#### RAW DATA ####
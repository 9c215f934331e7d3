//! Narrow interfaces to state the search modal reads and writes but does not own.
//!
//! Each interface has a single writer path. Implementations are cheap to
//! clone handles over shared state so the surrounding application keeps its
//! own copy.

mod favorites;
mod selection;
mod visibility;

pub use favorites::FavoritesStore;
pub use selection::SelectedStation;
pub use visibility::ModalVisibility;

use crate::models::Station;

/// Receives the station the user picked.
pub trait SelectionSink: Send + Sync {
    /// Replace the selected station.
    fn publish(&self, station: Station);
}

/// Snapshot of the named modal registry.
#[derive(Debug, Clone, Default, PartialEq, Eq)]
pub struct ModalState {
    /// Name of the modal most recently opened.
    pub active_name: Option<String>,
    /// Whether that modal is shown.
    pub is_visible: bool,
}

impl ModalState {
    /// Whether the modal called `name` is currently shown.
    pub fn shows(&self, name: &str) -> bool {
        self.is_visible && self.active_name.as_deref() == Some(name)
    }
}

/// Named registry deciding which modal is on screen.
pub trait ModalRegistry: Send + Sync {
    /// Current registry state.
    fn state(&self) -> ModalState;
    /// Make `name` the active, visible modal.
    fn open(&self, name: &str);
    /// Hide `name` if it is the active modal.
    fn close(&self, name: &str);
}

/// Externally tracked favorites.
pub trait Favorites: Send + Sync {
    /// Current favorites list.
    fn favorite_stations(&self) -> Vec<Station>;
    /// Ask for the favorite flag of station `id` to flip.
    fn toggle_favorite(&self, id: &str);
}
####
● BRIEF
Each entry in the listing is to be output exactly as given.

● SOLUTION TO THIS TASK
repository 9c215f934331e7d3
//! Narrow interfaces to state the search modal reads and writes but does not own.
//!
//! Each interface has a single writer path. Implementations are cheap to
//! clone handles over shared state so the surrounding application keeps its
//! own copy.

mod favorites;
mod selection;
mod visibility;

pub use favorites::FavoritesStore;
pub use selection::SelectedStation;
pub use visibility::ModalVisibility;

use crate::models::Station;

/// Receives the station the user picked.
pub trait SelectionSink: Send + Sync {
    /// Replace the selected station.
    fn publish(&self, station: Station);
}

/// Snapshot of the named modal registry.
#[derive(Debug, Clone, Default, PartialEq, Eq)]
pub struct ModalState {
    /// Name of the modal most recently opened.
    pub active_name: Option<String>,
    /// Whether that modal is shown.
    pub is_visible: bool,
}

impl ModalState {
    /// Whether the modal called `name` is currently shown.
    pub fn shows(&self, name: &str) -> bool {
        self.is_visible && self.active_name.as_deref() == Some(name)
    }
}

/// Named registry deciding which modal is on screen.
pub trait ModalRegistry: Send + Sync {
    /// Current registry state.
    fn state(&self) -> ModalState;
    /// Make `name` the active, visible modal.
    fn open(&self, name: &str);
    /// Hide `name` if it is the active modal.
    fn close(&self, name: &str);
}

/// Externally tracked favorites.
pub trait Favorites: Send + Sync {
    /// Current favorites list.
    fn favorite_stations(&self) -> Vec<Station>;
    /// Ask for the favorite flag of station `id` to flip.
    fn toggle_favorite(&self, id: &str);
}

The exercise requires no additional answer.